● Work required: Look at every line below and count those containing "variable". Answer with the number only.

(Collected data)
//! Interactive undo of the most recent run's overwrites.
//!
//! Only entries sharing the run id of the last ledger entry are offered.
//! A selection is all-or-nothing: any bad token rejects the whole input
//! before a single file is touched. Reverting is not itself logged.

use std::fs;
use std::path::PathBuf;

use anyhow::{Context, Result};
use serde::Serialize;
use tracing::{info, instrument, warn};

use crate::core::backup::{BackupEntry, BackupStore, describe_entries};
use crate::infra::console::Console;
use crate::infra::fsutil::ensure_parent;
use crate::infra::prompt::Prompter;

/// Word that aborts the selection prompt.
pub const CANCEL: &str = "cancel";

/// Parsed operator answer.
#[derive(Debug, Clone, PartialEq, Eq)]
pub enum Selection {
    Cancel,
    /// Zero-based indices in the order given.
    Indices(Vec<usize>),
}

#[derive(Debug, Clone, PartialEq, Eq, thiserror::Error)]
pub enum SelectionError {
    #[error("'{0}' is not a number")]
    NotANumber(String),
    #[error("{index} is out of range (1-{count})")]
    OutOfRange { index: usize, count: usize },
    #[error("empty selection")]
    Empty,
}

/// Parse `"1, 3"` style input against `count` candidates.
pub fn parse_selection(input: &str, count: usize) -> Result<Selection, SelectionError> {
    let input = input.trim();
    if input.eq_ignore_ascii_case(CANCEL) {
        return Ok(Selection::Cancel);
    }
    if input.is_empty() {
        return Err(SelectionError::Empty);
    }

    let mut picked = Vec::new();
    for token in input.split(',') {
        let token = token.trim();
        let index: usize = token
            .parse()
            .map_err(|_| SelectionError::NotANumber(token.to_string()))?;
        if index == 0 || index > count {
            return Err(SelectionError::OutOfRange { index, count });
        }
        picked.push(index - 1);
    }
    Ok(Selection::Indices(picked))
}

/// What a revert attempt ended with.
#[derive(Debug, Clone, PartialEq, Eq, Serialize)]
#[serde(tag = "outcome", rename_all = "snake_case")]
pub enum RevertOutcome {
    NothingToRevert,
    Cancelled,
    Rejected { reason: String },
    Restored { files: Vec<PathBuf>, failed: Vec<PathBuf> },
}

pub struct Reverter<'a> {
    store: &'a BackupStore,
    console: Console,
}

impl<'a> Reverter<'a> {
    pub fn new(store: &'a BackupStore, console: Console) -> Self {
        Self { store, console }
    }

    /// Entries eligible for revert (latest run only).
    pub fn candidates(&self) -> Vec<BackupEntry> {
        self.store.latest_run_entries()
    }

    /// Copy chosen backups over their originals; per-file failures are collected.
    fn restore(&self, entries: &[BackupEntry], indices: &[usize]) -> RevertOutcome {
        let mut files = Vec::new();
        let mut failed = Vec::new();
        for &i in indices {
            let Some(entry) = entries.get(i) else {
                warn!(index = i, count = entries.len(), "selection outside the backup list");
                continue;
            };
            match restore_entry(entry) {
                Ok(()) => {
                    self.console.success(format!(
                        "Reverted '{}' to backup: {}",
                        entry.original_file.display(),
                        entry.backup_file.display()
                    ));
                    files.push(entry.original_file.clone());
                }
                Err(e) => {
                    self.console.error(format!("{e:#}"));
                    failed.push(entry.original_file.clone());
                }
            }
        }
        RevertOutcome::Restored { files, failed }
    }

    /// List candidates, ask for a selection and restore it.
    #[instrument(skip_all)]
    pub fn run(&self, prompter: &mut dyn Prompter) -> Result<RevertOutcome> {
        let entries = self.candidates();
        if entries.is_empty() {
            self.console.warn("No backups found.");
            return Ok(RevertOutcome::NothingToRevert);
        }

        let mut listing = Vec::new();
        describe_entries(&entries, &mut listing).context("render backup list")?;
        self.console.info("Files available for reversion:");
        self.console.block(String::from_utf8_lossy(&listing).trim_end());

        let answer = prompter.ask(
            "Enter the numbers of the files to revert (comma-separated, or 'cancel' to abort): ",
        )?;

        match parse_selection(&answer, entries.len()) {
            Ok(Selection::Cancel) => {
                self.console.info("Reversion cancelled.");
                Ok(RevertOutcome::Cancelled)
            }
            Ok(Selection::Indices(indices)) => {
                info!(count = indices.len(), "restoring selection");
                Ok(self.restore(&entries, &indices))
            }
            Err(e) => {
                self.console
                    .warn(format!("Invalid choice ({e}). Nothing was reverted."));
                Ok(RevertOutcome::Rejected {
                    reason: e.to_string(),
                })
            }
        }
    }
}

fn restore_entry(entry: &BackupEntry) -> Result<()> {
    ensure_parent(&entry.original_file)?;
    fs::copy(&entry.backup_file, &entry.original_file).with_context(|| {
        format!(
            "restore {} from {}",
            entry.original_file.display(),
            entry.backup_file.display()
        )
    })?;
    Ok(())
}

...

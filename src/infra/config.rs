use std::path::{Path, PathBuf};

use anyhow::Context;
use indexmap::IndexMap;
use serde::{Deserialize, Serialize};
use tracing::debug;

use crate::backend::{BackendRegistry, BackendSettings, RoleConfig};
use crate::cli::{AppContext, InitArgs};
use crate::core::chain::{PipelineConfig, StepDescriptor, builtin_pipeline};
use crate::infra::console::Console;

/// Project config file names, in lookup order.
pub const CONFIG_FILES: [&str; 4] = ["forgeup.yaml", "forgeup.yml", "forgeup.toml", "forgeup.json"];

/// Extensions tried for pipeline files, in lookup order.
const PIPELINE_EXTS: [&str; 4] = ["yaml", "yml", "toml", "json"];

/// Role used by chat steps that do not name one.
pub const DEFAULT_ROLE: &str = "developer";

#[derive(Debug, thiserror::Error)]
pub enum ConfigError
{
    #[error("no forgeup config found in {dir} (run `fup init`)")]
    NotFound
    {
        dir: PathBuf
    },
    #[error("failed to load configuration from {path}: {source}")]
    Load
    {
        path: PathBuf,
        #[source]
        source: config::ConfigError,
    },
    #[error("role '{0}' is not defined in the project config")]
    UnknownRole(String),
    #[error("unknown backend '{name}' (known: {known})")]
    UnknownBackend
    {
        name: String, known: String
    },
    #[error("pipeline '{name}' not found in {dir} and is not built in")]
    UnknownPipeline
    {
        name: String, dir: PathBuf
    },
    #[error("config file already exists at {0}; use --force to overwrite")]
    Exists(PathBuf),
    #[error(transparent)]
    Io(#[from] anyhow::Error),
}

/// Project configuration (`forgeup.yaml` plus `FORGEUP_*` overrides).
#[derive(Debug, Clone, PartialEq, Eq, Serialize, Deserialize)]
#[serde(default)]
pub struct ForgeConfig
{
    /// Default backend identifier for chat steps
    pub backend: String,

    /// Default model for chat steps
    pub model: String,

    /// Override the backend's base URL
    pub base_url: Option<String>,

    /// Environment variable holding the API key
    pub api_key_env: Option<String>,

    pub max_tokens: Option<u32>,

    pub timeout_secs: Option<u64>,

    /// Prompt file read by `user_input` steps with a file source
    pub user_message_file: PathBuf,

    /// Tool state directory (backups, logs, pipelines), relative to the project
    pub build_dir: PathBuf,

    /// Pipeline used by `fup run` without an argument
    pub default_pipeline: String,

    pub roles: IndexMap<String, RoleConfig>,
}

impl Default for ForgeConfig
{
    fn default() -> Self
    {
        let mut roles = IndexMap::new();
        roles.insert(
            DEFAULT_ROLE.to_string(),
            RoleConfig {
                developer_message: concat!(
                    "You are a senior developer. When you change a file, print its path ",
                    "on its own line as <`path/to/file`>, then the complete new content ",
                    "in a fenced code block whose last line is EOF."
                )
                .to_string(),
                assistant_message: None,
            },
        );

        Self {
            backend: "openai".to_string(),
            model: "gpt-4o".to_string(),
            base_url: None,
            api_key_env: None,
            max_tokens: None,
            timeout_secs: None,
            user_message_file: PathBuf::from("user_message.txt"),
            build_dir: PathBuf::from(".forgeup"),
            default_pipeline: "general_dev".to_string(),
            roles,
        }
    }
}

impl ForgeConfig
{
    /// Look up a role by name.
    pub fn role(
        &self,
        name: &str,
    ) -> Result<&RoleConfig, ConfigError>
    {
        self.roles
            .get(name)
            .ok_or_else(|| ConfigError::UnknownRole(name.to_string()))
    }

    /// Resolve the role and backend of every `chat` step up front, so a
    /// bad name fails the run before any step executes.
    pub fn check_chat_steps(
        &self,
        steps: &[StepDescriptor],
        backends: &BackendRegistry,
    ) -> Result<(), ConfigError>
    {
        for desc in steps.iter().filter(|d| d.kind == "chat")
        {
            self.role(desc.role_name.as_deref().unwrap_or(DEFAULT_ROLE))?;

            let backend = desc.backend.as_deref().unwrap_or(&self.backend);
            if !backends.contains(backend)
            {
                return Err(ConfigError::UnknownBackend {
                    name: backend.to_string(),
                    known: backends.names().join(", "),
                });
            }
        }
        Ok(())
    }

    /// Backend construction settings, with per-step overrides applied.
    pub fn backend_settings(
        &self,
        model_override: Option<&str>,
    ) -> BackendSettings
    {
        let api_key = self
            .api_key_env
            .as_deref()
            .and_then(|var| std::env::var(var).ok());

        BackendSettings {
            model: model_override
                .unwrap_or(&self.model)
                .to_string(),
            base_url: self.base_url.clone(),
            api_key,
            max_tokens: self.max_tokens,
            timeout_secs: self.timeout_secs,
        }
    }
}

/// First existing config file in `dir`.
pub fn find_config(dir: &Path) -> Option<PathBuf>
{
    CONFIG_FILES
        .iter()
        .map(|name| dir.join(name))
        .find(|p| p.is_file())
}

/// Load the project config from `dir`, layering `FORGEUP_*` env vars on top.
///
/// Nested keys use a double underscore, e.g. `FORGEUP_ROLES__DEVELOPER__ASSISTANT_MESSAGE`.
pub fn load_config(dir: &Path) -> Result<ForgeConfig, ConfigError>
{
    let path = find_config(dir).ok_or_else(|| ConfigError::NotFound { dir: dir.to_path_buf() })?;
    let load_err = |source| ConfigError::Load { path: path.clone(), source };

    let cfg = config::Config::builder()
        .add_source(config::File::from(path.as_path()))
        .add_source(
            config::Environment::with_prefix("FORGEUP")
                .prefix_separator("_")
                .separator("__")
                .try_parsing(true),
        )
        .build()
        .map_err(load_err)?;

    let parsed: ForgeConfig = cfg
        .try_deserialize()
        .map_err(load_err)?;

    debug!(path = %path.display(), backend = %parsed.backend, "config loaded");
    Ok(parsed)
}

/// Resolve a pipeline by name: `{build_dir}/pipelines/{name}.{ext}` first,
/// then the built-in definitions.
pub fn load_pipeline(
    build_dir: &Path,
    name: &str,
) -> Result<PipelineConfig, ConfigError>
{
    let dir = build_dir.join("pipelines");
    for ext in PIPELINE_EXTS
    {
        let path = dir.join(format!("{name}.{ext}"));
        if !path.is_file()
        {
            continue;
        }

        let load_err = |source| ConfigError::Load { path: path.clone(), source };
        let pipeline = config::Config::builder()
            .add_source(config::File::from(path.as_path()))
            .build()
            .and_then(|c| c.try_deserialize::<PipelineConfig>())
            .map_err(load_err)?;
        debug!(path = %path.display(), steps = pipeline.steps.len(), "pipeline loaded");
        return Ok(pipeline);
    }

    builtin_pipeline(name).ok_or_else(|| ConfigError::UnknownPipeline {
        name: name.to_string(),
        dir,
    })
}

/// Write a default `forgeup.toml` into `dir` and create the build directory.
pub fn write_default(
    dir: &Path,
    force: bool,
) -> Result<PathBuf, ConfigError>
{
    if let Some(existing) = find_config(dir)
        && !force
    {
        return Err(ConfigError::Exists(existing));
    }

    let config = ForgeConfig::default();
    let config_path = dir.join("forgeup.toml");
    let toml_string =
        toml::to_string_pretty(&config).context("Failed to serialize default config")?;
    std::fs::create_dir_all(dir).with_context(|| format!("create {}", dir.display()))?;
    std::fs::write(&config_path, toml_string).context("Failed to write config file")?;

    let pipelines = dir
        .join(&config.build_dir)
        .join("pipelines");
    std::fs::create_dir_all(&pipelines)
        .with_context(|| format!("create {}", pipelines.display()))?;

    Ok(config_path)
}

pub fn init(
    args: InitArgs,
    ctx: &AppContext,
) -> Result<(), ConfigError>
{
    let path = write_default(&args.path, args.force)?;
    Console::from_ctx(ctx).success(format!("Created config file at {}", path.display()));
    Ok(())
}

...

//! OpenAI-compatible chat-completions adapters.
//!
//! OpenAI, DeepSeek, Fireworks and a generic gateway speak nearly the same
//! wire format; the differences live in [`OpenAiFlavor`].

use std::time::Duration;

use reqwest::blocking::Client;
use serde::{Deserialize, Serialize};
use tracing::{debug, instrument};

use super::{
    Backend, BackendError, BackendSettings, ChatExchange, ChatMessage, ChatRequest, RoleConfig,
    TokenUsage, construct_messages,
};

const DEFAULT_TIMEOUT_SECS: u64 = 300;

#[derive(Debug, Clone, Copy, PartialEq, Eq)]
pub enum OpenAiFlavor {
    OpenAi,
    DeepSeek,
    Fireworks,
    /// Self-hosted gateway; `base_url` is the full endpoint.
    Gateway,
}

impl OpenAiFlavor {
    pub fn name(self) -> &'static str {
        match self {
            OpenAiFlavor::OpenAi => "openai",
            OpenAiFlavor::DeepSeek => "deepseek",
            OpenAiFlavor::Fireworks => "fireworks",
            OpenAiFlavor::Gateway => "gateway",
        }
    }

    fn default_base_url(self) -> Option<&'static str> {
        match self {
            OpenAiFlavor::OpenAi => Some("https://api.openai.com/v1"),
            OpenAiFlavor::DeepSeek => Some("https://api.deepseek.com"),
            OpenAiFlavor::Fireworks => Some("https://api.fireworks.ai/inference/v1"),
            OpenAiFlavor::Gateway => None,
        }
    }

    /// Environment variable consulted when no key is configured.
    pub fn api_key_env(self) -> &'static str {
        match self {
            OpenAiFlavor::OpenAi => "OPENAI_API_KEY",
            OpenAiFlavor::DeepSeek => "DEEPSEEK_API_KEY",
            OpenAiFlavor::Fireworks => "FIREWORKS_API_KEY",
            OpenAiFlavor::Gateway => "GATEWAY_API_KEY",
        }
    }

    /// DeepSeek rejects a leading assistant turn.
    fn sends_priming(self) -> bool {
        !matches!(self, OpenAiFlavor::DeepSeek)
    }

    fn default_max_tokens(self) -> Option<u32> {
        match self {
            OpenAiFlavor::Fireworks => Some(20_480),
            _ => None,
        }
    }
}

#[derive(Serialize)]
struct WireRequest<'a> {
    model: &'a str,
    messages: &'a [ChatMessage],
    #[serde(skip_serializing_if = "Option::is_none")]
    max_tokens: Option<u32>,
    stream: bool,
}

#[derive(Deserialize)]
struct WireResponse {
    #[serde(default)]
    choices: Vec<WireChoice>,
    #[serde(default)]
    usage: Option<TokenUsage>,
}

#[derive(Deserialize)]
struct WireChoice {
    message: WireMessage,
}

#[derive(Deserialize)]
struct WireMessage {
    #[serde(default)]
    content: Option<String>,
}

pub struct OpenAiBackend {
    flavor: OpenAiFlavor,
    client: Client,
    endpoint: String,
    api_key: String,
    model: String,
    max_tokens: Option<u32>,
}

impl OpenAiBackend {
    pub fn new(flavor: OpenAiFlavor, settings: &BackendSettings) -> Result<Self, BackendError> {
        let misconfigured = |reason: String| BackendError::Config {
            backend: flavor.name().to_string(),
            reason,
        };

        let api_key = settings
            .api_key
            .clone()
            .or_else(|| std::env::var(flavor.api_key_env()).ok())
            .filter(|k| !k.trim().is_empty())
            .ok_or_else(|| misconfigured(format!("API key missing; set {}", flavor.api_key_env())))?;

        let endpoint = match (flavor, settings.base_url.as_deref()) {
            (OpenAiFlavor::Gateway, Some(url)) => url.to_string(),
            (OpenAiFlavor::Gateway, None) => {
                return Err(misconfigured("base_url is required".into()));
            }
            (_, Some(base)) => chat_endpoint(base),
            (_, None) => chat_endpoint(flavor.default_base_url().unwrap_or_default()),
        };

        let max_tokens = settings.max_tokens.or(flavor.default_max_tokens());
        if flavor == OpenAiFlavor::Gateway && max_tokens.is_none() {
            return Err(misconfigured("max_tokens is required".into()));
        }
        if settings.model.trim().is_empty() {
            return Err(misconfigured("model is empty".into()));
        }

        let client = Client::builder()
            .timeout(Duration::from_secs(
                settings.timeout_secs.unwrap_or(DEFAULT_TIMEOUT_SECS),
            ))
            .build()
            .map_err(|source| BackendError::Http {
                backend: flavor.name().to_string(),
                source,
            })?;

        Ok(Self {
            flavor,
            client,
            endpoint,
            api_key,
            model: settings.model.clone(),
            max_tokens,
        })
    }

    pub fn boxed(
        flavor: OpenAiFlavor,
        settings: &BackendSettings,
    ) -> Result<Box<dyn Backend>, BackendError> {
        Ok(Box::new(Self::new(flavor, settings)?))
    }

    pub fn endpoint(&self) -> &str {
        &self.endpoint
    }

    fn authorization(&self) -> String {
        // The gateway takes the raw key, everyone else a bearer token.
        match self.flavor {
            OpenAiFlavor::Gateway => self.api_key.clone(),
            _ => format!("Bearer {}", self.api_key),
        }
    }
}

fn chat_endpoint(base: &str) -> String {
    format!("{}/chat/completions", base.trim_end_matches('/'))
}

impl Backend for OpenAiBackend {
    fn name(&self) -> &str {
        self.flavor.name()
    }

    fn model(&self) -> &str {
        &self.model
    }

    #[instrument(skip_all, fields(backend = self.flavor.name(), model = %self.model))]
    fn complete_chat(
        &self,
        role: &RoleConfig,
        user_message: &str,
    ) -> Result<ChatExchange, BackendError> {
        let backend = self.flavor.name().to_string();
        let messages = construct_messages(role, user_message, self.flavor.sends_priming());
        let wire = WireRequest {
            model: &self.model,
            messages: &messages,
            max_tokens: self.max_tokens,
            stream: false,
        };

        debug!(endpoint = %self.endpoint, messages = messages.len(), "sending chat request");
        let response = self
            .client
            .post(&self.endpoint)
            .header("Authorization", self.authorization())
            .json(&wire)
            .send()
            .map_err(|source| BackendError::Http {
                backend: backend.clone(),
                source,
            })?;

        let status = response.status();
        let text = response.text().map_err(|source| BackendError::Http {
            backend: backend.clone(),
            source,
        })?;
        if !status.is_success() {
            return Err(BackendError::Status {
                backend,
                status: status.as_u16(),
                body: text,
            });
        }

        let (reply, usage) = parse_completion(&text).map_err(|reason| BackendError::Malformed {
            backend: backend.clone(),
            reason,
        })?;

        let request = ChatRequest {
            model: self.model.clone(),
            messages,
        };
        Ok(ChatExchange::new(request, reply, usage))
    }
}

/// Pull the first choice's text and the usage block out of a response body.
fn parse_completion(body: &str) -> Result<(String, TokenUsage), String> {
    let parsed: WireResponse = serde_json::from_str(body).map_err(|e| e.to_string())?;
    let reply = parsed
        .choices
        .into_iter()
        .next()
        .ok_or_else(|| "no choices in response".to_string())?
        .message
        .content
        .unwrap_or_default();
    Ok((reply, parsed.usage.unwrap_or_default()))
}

● Result for this exercise: 2